Südkorea 2018 soll sich nicht wiederholen. Die Silber-WM hat die Position von Patrick Fischer und das internationale Selbstvertrauen der Spieler gefestigt: Es ist eine Sache, von grossen Zielen zu reden und eine ganz andere, aus eigenem Erleben zu wissen, dass man sie tatsächlich erreichen kann. Der Halbfinal ist ein realistisches Ziel.
Welches Ansehen unser Hockey inzwischen geniesst, mag eine Episode zeigen: Nach dem Training am Dienstagmittag warten mehr russische als helvetische Chronisten auf Patrick Fischer. Ganz offensichtlich nehmen die Russen das Startspiel ernst. Unser Nationalcoach wird respektvoll gefragt, was er von der russischen Mannschaft halte und ob dieses Turnier auch ein Zweikampf der zwei wichtigsten Ligen Europas sei: Aus der KHL kommen am meisten und aus unserer National League am zweitmeisten Spieler.
Patrick Fischers Antworten sind die üblichen in diesem Geschäft: Man habe sehr grossen Respekt vor der russischen Mannschaft, Russland sei eine grosse Hockeynation und so weiter und so fort.
Die Mannschaft ist nicht talentierter als vor vier Jahren. Aber taktisch besser ausbalanciert, besser eingespielt, besser vorbereitet und im Auftreten sicherer. Erfahrener, gelassener – und auch besser?
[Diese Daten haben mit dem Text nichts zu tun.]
//! Types command: list catalog types and their markers

use std::path::Path;

use colored::Colorize;
use serde::Serialize;
use sheetmap_meta::{TypeDef, TypeDescriptor};

use super::load_catalog;
use crate::error::Result;

/// One catalog type as reported by `types --json`
#[derive(Debug, Serialize)]
struct TypeSummary<'a> {
    name: &'a str,
    root: Option<&'a str>,
    sheets: Vec<&'a str>,
    cells: Vec<&'a str>,
}

impl<'a> From<&'a TypeDef> for TypeSummary<'a> {
    fn from(def: &'a TypeDef) -> Self {
        Self {
            name: def.name(),
            root: def.root_marker().map(|marker| marker.name.as_str()),
            sheets: def
                .fields()
                .iter()
                .filter(|f| f.sheet.is_some())
                .map(|f| f.name.as_str())
                .collect(),
            cells: def
                .fields()
                .iter()
                .filter(|f| f.cell.is_some())
                .map(|f| f.name.as_str())
                .collect(),
        }
    }
}

/// Run the types command
pub fn run_types(catalog_path: &Path, json: bool) -> Result<()> {
    let catalog = load_catalog(catalog_path)?;
    let summaries: Vec<TypeSummary<'_>> = catalog.iter().map(TypeSummary::from).collect();

    if json {
        println!("{}", serde_json::to_string_pretty(&summaries)?);
        return Ok(());
    }

    println!("{}", "Catalog Types".bold());
    println!();
    for summary in &summaries {
        match summary.root {
            Some(root) => println!(
                "  {:<20} {} {:?}",
                summary.name.green(),
                "root".cyan(),
                root
            ),
            None => println!("  {:<20}", summary.name),
        }
        if !summary.sheets.is_empty() {
            println!("    {} {}", "sheets:".dimmed(), summary.sheets.join(", "));
        }
        if !summary.cells.is_empty() {
            println!("    {} {}", "cells:".dimmed(), summary.cells.join(", "));
        }
    }
    println!();
    println!("{} {} types", "Total:".dimmed(), summaries.len());

    Ok(())
}
//! Builder configuration
//!
//! Options can be set in code or read from the `[build]` section of a
//! `sheetmap.toml` file:
//!
//! ```toml
//! [build]
//! max_depth = 16
//! collections = ["SmallVec", "ThinVec"]
//! ```

use std::fs;
use std::path::Path;

use serde::{Deserialize, Serialize};
use sheetmap_meta::CollectionRegistry;

use crate::{Error, Result};

fn default_max_depth() -> usize {
    64
}

/// Options controlling a schema build
#[derive(Debug, Clone, PartialEq, Eq, Serialize, Deserialize)]
pub struct BuildOptions {
    /// Maximum number of nested type expansions below a sheet, the sheet's
    /// own element type included
    #[serde(default = "default_max_depth")]
    pub max_depth: usize,

    /// Container names treated as collections in addition to the builtins
    #[serde(default)]
    pub collections: Vec<String>,
}

impl Default for BuildOptions {
    fn default() -> Self {
        Self {
            max_depth: default_max_depth(),
            collections: Vec::new(),
        }
    }
}

impl BuildOptions {
    pub fn with_max_depth(mut self, max_depth: usize) -> Self {
        self.max_depth = max_depth;
        self
    }

    /// Builtin collection containers plus the configured extras.
    pub fn collection_registry(&self) -> CollectionRegistry {
        let mut registry = CollectionRegistry::with_builtins();
        for name in &self.collections {
            registry.register(name.clone());
        }
        registry
    }
}

/// Contents of a `sheetmap.toml` file
#[derive(Debug, Clone, PartialEq, Eq, Default, Serialize, Deserialize)]
pub struct SheetmapConfig {
    #[serde(default)]
    pub build: BuildOptions,
}

impl SheetmapConfig {
    /// Parse configuration from TOML content
    ///
    /// # Example
    ///
    /// ```
    /// use sheetmap_core::config::SheetmapConfig;
    ///
    /// let config = SheetmapConfig::parse(r#"
    /// [build]
    /// max_depth = 8
    /// "#).unwrap();
    ///
    /// assert_eq!(config.build.max_depth, 8);
    /// ```
    pub fn parse(content: &str) -> Result<Self> {
        let config: SheetmapConfig = toml::from_str(content)?;
        Ok(config)
    }

    /// Load configuration from a file
    pub fn load(path: &Path) -> Result<Self> {
        if !path.is_file() {
            return Err(Error::ConfigNotFound {
                path: path.to_path_buf(),
            });
        }
        tracing::debug!(?path, "Loading sheetmap config");
        let content = fs::read_to_string(path)?;
        Self::parse(&content)
    }
}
Die Schweizer sind läuferisch, technisch und taktisch gut genug, um mit jedem Gegner auf Augenhöhe zu spielen und zumindest optisch mitzuhalten. Aber wir sind in der Neuzeit (2002, 2006, 2010, 2014, 2018) beim Olympischen Turnier noch nie über den Viertelfinal hinauskommen. Die drei entscheidenden Fragen:
Die erste Olympische Hockey-Medaille für die Männer seit 1948 (St.Moritz) ist so nah – und eben doch so fern. Wie nahe Triumph und Scheitern bei einem Olympischen Turnier ohne NHL-Stars sein können, zeigt sich auch daran, dass die Deutschen 2018 gegen die Schweiz im Achtelfinal erst in der Verlängerung gewannen und dann bis in den Final kamen (Niederlage gegen Russland).
Die Schweiz 2022 wie Deutschland 2018? Warum nicht?